* Exercise
Look through the entries that follow and return each line that has the string "RegisterRequest".

* Data supplied
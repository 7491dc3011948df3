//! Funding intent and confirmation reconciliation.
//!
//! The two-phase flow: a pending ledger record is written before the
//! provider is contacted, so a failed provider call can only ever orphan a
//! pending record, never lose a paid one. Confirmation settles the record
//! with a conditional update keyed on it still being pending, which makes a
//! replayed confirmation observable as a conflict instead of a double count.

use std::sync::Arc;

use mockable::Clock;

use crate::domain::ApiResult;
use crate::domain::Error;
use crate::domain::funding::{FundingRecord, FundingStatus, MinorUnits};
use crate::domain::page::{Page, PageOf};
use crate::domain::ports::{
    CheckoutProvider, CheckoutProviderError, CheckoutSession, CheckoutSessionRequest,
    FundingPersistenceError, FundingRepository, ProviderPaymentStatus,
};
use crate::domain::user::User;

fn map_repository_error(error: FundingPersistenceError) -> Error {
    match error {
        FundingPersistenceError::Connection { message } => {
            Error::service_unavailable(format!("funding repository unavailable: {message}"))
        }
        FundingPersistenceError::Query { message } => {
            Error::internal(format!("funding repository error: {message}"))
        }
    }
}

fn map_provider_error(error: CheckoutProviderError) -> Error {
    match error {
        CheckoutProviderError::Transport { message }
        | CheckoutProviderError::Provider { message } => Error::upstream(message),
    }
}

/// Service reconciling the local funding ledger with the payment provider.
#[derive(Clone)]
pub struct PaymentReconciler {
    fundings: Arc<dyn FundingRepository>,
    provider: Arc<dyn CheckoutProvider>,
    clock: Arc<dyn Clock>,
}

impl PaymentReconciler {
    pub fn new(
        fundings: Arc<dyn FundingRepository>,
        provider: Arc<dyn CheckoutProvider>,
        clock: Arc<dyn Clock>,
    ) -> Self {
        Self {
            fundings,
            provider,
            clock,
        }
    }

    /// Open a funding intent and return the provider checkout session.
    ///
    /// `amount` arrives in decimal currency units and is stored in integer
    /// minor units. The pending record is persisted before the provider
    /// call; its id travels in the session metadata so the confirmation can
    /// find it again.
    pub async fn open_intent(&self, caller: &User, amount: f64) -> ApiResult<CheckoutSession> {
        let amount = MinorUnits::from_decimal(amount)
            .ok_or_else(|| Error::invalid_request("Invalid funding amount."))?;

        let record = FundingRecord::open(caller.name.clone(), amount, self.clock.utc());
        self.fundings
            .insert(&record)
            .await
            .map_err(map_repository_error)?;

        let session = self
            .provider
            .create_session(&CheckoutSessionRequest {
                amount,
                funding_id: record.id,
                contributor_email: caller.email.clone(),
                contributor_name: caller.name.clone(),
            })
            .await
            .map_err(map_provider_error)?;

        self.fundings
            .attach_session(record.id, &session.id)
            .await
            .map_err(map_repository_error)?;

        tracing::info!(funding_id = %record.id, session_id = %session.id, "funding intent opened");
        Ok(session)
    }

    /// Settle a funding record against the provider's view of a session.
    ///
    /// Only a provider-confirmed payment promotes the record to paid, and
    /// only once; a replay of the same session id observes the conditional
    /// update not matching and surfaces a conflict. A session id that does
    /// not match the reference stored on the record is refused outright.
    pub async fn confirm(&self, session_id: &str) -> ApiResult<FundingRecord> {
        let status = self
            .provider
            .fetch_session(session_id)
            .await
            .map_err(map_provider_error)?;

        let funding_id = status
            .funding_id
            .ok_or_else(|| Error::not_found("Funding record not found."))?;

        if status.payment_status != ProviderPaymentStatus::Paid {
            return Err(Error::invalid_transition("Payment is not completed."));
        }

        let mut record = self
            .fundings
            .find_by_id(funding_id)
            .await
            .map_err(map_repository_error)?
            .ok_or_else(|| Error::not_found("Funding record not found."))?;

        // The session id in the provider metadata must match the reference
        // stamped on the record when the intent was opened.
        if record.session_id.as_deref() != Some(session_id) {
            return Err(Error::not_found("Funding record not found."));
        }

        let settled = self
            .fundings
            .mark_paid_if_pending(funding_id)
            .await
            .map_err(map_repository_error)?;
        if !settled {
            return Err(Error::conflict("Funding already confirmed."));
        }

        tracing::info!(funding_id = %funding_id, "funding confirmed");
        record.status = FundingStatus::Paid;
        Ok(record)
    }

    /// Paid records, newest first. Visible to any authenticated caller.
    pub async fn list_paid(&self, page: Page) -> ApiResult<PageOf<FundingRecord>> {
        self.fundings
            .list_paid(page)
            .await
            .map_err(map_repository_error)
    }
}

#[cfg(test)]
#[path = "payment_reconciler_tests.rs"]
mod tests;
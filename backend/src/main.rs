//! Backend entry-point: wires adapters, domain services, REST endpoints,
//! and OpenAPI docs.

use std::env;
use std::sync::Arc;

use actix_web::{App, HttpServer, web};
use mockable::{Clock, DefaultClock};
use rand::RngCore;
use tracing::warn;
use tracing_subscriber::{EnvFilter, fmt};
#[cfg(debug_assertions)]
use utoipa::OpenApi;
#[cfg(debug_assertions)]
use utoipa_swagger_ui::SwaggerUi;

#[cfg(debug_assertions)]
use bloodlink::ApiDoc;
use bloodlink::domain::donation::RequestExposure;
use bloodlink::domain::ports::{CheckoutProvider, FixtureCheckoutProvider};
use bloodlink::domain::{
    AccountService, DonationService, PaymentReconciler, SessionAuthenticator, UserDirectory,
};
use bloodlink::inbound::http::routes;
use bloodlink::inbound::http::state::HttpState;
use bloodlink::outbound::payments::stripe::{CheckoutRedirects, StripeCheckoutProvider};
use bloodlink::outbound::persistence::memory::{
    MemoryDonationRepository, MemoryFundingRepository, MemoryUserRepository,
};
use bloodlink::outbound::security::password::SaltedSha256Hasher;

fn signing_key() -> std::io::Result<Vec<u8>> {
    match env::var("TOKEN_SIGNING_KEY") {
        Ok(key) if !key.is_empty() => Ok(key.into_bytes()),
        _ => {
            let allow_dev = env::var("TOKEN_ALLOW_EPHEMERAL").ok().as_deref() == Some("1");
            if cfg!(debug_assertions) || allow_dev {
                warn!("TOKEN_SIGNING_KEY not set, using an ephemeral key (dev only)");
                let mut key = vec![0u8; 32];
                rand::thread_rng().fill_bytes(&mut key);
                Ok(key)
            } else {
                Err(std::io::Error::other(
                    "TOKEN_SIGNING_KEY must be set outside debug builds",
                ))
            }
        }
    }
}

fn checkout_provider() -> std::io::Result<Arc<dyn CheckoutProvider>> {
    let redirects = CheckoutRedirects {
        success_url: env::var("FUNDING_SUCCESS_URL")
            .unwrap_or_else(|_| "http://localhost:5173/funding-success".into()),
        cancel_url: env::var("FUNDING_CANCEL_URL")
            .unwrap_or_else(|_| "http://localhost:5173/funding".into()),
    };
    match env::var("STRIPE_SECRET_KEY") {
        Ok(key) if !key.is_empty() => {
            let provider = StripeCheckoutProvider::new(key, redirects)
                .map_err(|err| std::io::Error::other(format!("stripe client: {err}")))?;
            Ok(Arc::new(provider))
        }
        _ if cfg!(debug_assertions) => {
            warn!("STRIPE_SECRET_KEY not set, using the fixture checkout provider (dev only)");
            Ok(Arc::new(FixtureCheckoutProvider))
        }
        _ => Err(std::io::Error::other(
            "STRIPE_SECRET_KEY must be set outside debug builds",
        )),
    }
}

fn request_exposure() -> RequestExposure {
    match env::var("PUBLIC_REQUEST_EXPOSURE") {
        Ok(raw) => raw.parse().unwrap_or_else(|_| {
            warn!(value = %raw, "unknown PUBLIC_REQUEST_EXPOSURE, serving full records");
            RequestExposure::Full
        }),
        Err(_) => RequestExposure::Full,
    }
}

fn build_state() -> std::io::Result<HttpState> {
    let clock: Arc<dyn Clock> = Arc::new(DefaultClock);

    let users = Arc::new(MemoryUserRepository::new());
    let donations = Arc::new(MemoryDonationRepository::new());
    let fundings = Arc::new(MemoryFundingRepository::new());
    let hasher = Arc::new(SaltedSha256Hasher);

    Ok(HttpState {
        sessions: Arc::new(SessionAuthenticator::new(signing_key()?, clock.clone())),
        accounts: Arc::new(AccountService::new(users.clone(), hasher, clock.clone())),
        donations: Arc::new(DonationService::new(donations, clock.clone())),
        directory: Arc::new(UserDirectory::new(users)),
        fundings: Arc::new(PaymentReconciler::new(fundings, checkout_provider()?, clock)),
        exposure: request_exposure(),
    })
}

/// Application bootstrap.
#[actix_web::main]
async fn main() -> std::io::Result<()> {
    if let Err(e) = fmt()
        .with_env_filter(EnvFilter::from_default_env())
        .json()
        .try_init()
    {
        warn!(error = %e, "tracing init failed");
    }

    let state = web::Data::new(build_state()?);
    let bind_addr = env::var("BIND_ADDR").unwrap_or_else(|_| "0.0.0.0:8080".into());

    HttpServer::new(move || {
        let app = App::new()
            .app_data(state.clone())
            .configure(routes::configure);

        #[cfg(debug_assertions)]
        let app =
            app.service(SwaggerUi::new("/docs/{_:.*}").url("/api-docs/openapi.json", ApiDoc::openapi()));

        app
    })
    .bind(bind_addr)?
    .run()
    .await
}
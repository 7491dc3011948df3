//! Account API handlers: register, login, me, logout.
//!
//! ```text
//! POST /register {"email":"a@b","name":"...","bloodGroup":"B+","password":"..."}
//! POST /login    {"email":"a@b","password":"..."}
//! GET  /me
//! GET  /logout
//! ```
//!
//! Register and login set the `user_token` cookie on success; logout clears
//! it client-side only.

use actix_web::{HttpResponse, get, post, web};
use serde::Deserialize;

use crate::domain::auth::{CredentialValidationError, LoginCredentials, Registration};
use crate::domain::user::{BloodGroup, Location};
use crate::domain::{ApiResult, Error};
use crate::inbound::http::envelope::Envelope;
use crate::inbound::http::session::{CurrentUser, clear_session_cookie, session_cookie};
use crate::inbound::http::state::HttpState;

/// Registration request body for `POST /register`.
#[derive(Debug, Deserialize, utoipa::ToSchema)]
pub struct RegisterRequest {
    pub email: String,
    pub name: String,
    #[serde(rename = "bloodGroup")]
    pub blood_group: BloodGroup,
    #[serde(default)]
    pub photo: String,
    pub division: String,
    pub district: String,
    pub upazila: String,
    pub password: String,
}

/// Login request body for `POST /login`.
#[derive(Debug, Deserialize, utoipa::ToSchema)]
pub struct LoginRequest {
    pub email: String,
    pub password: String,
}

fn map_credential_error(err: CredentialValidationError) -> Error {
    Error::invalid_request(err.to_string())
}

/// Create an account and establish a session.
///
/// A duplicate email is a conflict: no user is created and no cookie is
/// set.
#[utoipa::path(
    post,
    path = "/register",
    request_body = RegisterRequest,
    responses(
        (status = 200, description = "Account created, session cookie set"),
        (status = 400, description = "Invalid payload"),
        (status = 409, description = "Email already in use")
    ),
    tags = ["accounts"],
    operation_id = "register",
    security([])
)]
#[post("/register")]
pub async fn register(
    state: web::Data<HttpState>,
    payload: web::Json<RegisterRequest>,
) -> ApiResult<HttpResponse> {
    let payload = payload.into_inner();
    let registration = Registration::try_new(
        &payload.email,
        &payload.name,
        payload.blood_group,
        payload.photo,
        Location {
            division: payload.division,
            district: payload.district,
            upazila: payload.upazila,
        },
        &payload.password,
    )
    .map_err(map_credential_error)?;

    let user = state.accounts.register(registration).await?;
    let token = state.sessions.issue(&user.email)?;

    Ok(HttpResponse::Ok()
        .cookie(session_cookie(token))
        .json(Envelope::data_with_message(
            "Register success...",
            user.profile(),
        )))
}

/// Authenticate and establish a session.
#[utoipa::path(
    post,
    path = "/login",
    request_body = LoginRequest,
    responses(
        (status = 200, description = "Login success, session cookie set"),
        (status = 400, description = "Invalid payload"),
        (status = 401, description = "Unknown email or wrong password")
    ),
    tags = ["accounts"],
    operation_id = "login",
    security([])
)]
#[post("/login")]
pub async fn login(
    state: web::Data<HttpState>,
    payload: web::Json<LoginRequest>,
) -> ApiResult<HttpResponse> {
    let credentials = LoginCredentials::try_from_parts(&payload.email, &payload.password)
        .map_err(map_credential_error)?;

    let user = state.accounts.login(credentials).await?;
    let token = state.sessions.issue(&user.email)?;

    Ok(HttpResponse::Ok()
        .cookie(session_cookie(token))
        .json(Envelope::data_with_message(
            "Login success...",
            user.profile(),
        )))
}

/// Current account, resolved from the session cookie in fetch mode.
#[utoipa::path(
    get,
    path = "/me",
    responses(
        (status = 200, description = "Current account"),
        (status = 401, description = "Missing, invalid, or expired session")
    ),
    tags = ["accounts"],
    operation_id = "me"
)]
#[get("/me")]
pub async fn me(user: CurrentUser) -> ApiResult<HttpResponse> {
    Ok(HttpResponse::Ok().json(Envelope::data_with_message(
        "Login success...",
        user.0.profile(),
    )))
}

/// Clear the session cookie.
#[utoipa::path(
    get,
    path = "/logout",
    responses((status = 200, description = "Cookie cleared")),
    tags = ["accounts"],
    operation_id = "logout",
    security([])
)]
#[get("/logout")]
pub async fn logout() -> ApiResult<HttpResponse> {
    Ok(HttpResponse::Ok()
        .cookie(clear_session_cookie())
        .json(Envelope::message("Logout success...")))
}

* Response area
pub struct RegisterRequest {
    request_body = RegisterRequest,
    payload: web::Json<RegisterRequest>,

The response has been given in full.